God's Away on Business, from 2002's Blood Money, takes a cynical tour through a corrupt world. With lines such as "Who are the ones that we left in charge? Killers, thieves and lawyers", it featured in the anti-corporate documentary Enron: The Smartest Guys in the Room.
And 2006's triple album of new and previously unreleased songs Orphans, featured Road To Peace, on the Israel/Palestine conflict.
In that song, Waits takes his lyrics straight from New York Times reports of a Hamas suicide bombing and Israel's ruthless response -- to haunting effect.
It takes the line of "condemning the violence on both sides", but includes an explicit jab at his own government: "So tell me, why are we arming the Israeli army with guns and tanks and bullets?"
The themes of corporate exploitation and war return on Bad As Me.
Talking At the Same Time takes on the economic crisis and the greed of the 1%. Waits sings: "Well, it's hard times for some, for others it's sweet.
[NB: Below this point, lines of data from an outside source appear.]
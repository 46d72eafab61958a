//! Grid geometry and simulation time bases.
//!
//! Two independent grids exist in a run: the fire-model grid (a refined
//! version of the air-flow grid) and the air-flow grid itself. Each carries
//! its own print-interval time base, plus a coarser "averaged" base for
//! variables written less often. The two bases are never implicitly
//! reconciled; callers pass the one matching the variable they decode.

use serde::{Deserialize, Serialize};

/// Cell counts of a 3-D grid.
#[derive(Debug, Clone, Copy, PartialEq, Eq, Serialize, Deserialize)]
pub struct GridShape {
    /// Columns (x direction)
    pub nx: usize,
    /// Rows (y direction)
    pub ny: usize,
    /// Vertical layers
    pub nz: usize,
}

impl GridShape {
    /// Total number of cells.
    #[must_use]
    pub fn cell_count(&self) -> usize {
        self.nx * self.ny * self.nz
    }

    /// Cells in one horizontal plane.
    #[must_use]
    pub fn plane_count(&self) -> usize {
        self.nx * self.ny
    }

    /// Whether a `(row, col, layer)` triple lies inside the grid.
    #[must_use]
    pub fn contains(&self, row: usize, col: usize, layer: usize) -> bool {
        row < self.ny && col < self.nx && layer < self.nz
    }
}

/// Physical geometry of a simulation grid.
#[derive(Debug, Clone, Serialize, Deserialize)]
pub struct FireGrid {
    pub shape: GridShape,
    /// Horizontal spacing in x (m)
    pub dx: f32,
    /// Horizontal spacing in y (m)
    pub dy: f32,
    /// Per-layer vertical spacing (m), length `nz`
    pub dz: Vec<f32>,
    /// Cell-face heights (m), length `nz + 1`, starting at 0
    pub z: Vec<f32>,
    /// Cell-center heights (m), length `nz`
    pub zm: Vec<f32>,
}

impl FireGrid {
    /// Build a grid from its shape, horizontal spacing and vertical
    /// spacing profile, deriving face and center heights.
    #[must_use]
    pub fn new(shape: GridShape, dx: f32, dy: f32, dz: Vec<f32>) -> Self {
        let mut z = vec![0.0_f32; shape.nz + 1];
        for k in 1..=shape.nz {
            z[k] = z[k - 1] + dz[k - 1];
        }
        let mut zm = vec![0.0_f32; shape.nz];
        for k in 0..shape.nz {
            zm[k] = z[k] + dz[k] * 0.5;
        }
        Self {
            shape,
            dx,
            dy,
            dz,
            z,
            zm,
        }
    }

    /// Uniform-spacing convenience constructor.
    #[must_use]
    pub fn uniform(shape: GridShape, dx: f32, dy: f32, dz: f32) -> Self {
        Self::new(shape, dx, dy, vec![dz; shape.nz])
    }

    /// Horizontal cell footprint (m²).
    #[must_use]
    pub fn cell_area(&self) -> f32 {
        self.dx * self.dy
    }

    /// Physical extent `[x_min, x_max, y_min, y_max]` in meters.
    #[must_use]
    pub fn horizontal_extent(&self) -> [f32; 4] {
        [
            0.0,
            self.dx * self.shape.nx as f32,
            0.0,
            self.dy * self.shape.ny as f32,
        ]
    }
}

/// Print-interval time base: the discrete times at which a variable is
/// written to disk.
#[derive(Debug, Clone, PartialEq, Eq, Serialize, Deserialize)]
pub struct TimeBase {
    /// Total simulated time (s)
    pub sim_time: u32,
    /// Seconds between successive snapshots
    pub dt_print: u32,
    times: Vec<u32>,
}

impl TimeBase {
    /// Build the base `0, dt_print, 2·dt_print, …` covering `sim_time`.
    #[must_use]
    pub fn new(sim_time: u32, dt_print: u32) -> Self {
        let ntimes = (sim_time / dt_print + 1) as usize;
        let times = (0..ntimes).map(|i| i as u32 * dt_print).collect();
        Self {
            sim_time,
            dt_print,
            times,
        }
    }

    /// Number of snapshots, including time zero.
    #[must_use]
    pub fn ntimes(&self) -> usize {
        self.times.len()
    }

    /// Snapshot times in seconds, strictly increasing.
    #[must_use]
    pub fn times(&self) -> &[u32] {
        &self.times
    }
}
impl IgnitionMask {
    fn empty(nx: usize, ny: usize) -> Self {
        Self {
            cells: vec![false; nx * ny],
            nx,
            ny,
            area: 0.0,
            bounds: None,
        }
    }

    fn mark(&mut self, row: isize, col: isize, clipped: &mut usize) {
        if row >= 0 && col >= 0 && (row as usize) < self.ny && (col as usize) < self.nx {
            self.cells[row as usize * self.nx + col as usize] = true;
        } else {
            *clipped += 1;
        }
    }

    fn finalize(&mut self, cell_area: f32) {
        let mut count = 0_usize;
        let mut bounds: Option<MaskBounds> = None;
        for row in 0..self.ny {
            for col in 0..self.nx {
                if !self.cells[row * self.nx + col] {
                    continue;
                }
                count += 1;
                bounds = Some(match bounds {
                    None => MaskBounds {
                        x_min: col,
                        x_max: col + 1,
                        y_min: row,
                        y_max: row + 1,
                    },
                    Some(b) => MaskBounds {
                        x_min: b.x_min.min(col),
                        x_max: b.x_max.max(col + 1),
                        y_min: b.y_min.min(row),
                        y_max: b.y_max.max(row + 1),
                    },
                });
            }
        }
        self.area = count as f32 * cell_area;
        self.bounds = bounds;
    }

    /// Whether the cell at `(row, col)` is part of the ignition zone.
    #[must_use]
    pub fn is_marked(&self, row: usize, col: usize) -> bool {
        self.cells[row * self.nx + col]
    }

    /// Number of marked cells.
    #[must_use]
    pub fn marked_count(&self) -> usize {
        self.cells.iter().filter(|&&c| c).count()
    }

    /// Physical ignition area: `marked × dx × dy` (m²).
    #[must_use]
    pub fn area(&self) -> f32 {
        self.area
    }

    /// Bounding box of the marked cells, if any cell is marked.
    #[must_use]
    pub fn bounds(&self) -> Option<MaskBounds> {
        self.bounds
    }

    /// Grid dimensions `(nx, ny)` of the mask.
    #[must_use]
    pub fn dims(&self) -> (usize, usize) {
        (self.nx, self.ny)
    }
}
Someone makes money from the blood on the street."
Hell Broke Luce is a stomping, nightmarish song about the horror of war told from a rank-and-file soldier's perspective. The soldier deals with the horror, while "the only ones responsible for the mess got their sorry asses stapled to a goddamn desk".
The members of the US military joining the Occupy movement in rising numbers would agree with the song's sentiment -- such as the marine who joined Occupy Wall Street with a placard reading: "2nd time I've fought for my country. 1st time I've known my enemy."
The songs are co-written with his long-time collaborator and wife Kathleen Brennan (about whom Waits wrote Jersey Girl, the 1980 song that achieves the rarest of feats -- a love song that is genuinely touching).
Musically, it is Waits' most accessible album for some time.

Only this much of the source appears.